**EXERCISE REQUIREMENTS:** Word for word, retype the first line of the records and every following line through the one containing "no selected landmark.".

Saved data entries
* * * * *

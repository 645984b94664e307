//! Construction parameters.

#[cfg(feature = "serde")]
use serde::{Deserialize, Serialize};

use crate::error::{Error, Result};

/// How each new scale picks its landmarks.
#[derive(Debug, Clone, Copy, PartialEq)]
#[cfg_attr(feature = "serde", derive(Serialize, Deserialize))]
pub enum LandmarkPolicy {
    /// Markov-chain Monte Carlo estimate of the stationary distribution.
    ///
    /// Every vertex launches `num_walks` walks of `walk_length` steps; a
    /// vertex that ends more than `num_walks * landmark_threshold` of all
    /// walks becomes a landmark.
    Stationary {
        /// Walks started per vertex.
        num_walks: usize,
        /// Multiple of `num_walks` a vertex must exceed.
        landmark_threshold: f64,
        /// Steps per walk.
        walk_length: usize,
    },
    /// A fixed fraction of the previous scale, sampled by short random walks.
    FixedRatio {
        /// Fraction of the previous scale kept as landmarks.
        reduction_factor: f64,
        /// Steps of the shake-off walk applied to each uniform candidate.
        outlier_removal_jumps: usize,
        /// Prefer candidates whose shake-off path touches no selected landmark.
        reject_covered: bool,
        /// Covered rejections in a row before an unselected end vertex is
        /// accepted anyway.
        covered_patience: usize,
        /// Candidate budget per requested landmark.
        max_attempts_per_landmark: usize,
    },
}

impl LandmarkPolicy {
    /// Stationary policy with defaults (10 walks, threshold 1.5, length 10).
    pub fn stationary() -> Self {
        LandmarkPolicy::Stationary {
            num_walks: 10,
            landmark_threshold: 1.5,
            walk_length: 10,
        }
    }

    /// Fixed-ratio policy keeping `reduction_factor` of each scale.
    pub fn fixed_ratio(reduction_factor: f64) -> Self {
        LandmarkPolicy::FixedRatio {
            reduction_factor,
            outlier_removal_jumps: 10,
            reject_covered: true,
            covered_patience: 100,
            max_attempts_per_landmark: 1000,
        }
    }
}

impl Default for LandmarkPolicy {
    fn default() -> Self {
        Self::stationary()
    }
}

/// How walk outcomes are folded into the coarser transition matrix.
#[derive(Debug, Clone, Copy, PartialEq)]
#[cfg_attr(feature = "serde", derive(Serialize, Deserialize))]
pub enum Aggregation {
    /// Collect walk outcomes under a lock, then fold co-occurrences in
    /// vertex order.
    InCore {
        /// Walk budget before a walk is declared failed.
        max_jumps: usize,
        /// Landmarks reached this many times or fewer stay out of the
        /// transition matrix (they are still in the area of influence).
        prune_walk_count: f64,
    },
    /// Store areas of influence first, then build rows from the inverted
    /// matrix with no shared mutable state.
    OutOfCore {
        /// Walk budget before a walk is declared failed.
        max_jumps: usize,
        /// Influence probabilities at or below this are skipped.
        prune_fraction: f64,
        /// Normalized transition weights at or below this are dropped.
        transition_threshold: f32,
    },
}

impl Aggregation {
    /// In-core defaults (100 jumps, prune count 1.5).
    pub fn in_core() -> Self {
        Aggregation::InCore {
            max_jumps: 100,
            prune_walk_count: 1.5,
        }
    }

    /// Out-of-core defaults (200 jumps, prune fraction 0.015, threshold 0.001).
    pub fn out_of_core() -> Self {
        Aggregation::OutOfCore {
            max_jumps: 200,
            prune_fraction: 0.015,
            transition_threshold: 0.001,
        }
    }

    /// Walk budget of either strategy.
    pub fn max_jumps(&self) -> usize {
        match *self {
            Aggregation::InCore { max_jumps, .. } | Aggregation::OutOfCore { max_jumps, .. } => {
                max_jumps
            }
        }
    }

    /// Threshold above which a normalized transition weight counts as effective.
    pub(crate) fn effective_threshold(&self) -> f32 {
        match self {
            Aggregation::InCore { .. } => 0.01,
            Aggregation::OutOfCore { .. } => 0.001,
        }
    }
}

impl Default for Aggregation {
    fn default() -> Self {
        Self::in_core()
    }
}

/// Parameters for building a [`Hierarchy`](super::Hierarchy).
#[derive(Debug, Clone, PartialEq)]
#[cfg_attr(feature = "serde", derive(Serialize, Deserialize))]
pub struct HsneParams {
    /// Base seed. `None` draws one from the thread RNG at construction.
    pub seed: Option<u64>,
    /// Neighbors per point for the scale-0 bootstrap.
    pub num_neighbors: usize,
    /// Landmark selection policy.
    pub landmark_policy: LandmarkPolicy,
    /// Walks started from each vertex when computing areas of influence.
    pub walks_per_landmark: usize,
    /// Transition-matrix construction strategy.
    pub aggregation: Aggregation,
    /// Worker count. `None` shares the global pool.
    pub num_threads: Option<usize>,
    /// Fail with [`Error::ZeroRowMass`] instead of leaving empty transition rows.
    pub strict_normalization: bool,
    /// Binary-search iterations of the perplexity calibration.
    pub perplexity_max_iterations: usize,
    /// Entropy tolerance of the perplexity calibration.
    pub perplexity_tolerance: f64,
}

impl Default for HsneParams {
    fn default() -> Self {
        Self {
            seed: None,
            num_neighbors: 30,
            landmark_policy: LandmarkPolicy::default(),
            walks_per_landmark: 100,
            aggregation: Aggregation::default(),
            num_threads: None,
            strict_normalization: false,
            perplexity_max_iterations: 200,
            perplexity_tolerance: 1e-5,
        }
    }
}

impl HsneParams {
    /// Default parameters.
    pub fn new() -> Self {
        Self::default()
    }

    /// Fix the base seed.
    pub fn with_seed(mut self, seed: u64) -> Self {
        self.seed = Some(seed);
        self
    }

    /// Set neighbors per point for the bootstrap.
    pub fn with_num_neighbors(mut self, k: usize) -> Self {
        self.num_neighbors = k;
        self
    }

    /// Set the landmark selection policy.
    pub fn with_landmark_policy(mut self, policy: LandmarkPolicy) -> Self {
        self.landmark_policy = policy;
        self
    }

    /// Set walks per vertex for areas of influence.
    pub fn with_walks_per_landmark(mut self, walks: usize) -> Self {
        self.walks_per_landmark = walks;
        self
    }

    /// Set the aggregation strategy.
    pub fn with_aggregation(mut self, aggregation: Aggregation) -> Self {
        self.aggregation = aggregation;
        self
    }

    /// Use a dedicated pool of `n` workers.
    pub fn with_num_threads(mut self, n: usize) -> Self {
        self.num_threads = Some(n);
        self
    }

    /// Treat empty transition rows as errors.
    pub fn with_strict_normalization(mut self, strict: bool) -> Self {
        self.strict_normalization = strict;
        self
    }

    /// Check every field.
    pub fn validate(&self) -> Result<()> {
        if self.num_neighbors == 0 {
            return Err(invalid("num_neighbors", "must be at least 1"));
        }
        if self.walks_per_landmark == 0 {
            return Err(invalid("walks_per_landmark", "must be at least 1"));
        }
        if self.num_threads == Some(0) {
            return Err(invalid("num_threads", "must be at least 1"));
        }
        if self.perplexity_max_iterations == 0 {
            return Err(invalid("perplexity_max_iterations", "must be at least 1"));
        }
        if !(self.perplexity_tolerance > 0.0) {
            return Err(invalid("perplexity_tolerance", "must be positive"));
        }

        match self.landmark_policy {
            LandmarkPolicy::Stationary {
                num_walks,
                landmark_threshold,
                walk_length,
            } => {
                if num_walks == 0 {
                    return Err(invalid("num_walks", "must be at least 1"));
                }
                if !(landmark_threshold >= 0.0) {
                    return Err(invalid("landmark_threshold", "must be non-negative"));
                }
                if walk_length == 0 {
                    return Err(invalid("walk_length", "must be at least 1"));
                }
            }
            LandmarkPolicy::FixedRatio {
                reduction_factor,
                max_attempts_per_landmark,
                ..
            } => {
                if !(reduction_factor > 0.0 && reduction_factor < 1.0) {
                    return Err(invalid("reduction_factor", "must be in (0, 1)"));
                }
                if max_attempts_per_landmark == 0 {
                    return Err(invalid("max_attempts_per_landmark", "must be at least 1"));
                }
            }
        }

        match self.aggregation {
            Aggregation::InCore {
                max_jumps,
                prune_walk_count,
            } => {
                if max_jumps == 0 {
                    return Err(invalid("max_jumps", "must be at least 1"));
                }
                if !(prune_walk_count >= 0.0) {
                    return Err(invalid("prune_walk_count", "must be non-negative"));
                }
            }
            Aggregation::OutOfCore {
                max_jumps,
                prune_fraction,
                transition_threshold,
            } => {
                if max_jumps == 0 {
                    return Err(invalid("max_jumps", "must be at least 1"));
                }
                if !(0.0..1.0).contains(&prune_fraction) {
                    return Err(invalid("prune_fraction", "must be in [0, 1)"));
                }
                if !(0.0..1.0).contains(&transition_threshold) {
                    return Err(invalid("transition_threshold", "must be in [0, 1)"));
                }
            }
        }
        Ok(())
    }
}

fn invalid(name: &'static str, message: &'static str) -> Error {
    Error::InvalidParameter { name, message }
}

* * * * *

**REPLY TO THE TASK:**
repository 645984b94664e307
//! Construction parameters.

#[cfg(feature = "serde")]
use serde::{Deserialize, Serialize};

use crate::error::{Error, Result};

/// How each new scale picks its landmarks.
#[derive(Debug, Clone, Copy, PartialEq)]
#[cfg_attr(feature = "serde", derive(Serialize, Deserialize))]
pub enum LandmarkPolicy {
    /// Markov-chain Monte Carlo estimate of the stationary distribution.
    ///
    /// Every vertex launches `num_walks` walks of `walk_length` steps; a
    /// vertex that ends more than `num_walks * landmark_threshold` of all
    /// walks becomes a landmark.
    Stationary {
        /// Walks started per vertex.
        num_walks: usize,
        /// Multiple of `num_walks` a vertex must exceed.
        landmark_threshold: f64,
        /// Steps per walk.
        walk_length: usize,
    },
    /// A fixed fraction of the previous scale, sampled by short random walks.
    FixedRatio {
        /// Fraction of the previous scale kept as landmarks.
        reduction_factor: f64,
        /// Steps of the shake-off walk applied to each uniform candidate.
        outlier_removal_jumps: usize,
        /// Prefer candidates whose shake-off path touches no selected landmark.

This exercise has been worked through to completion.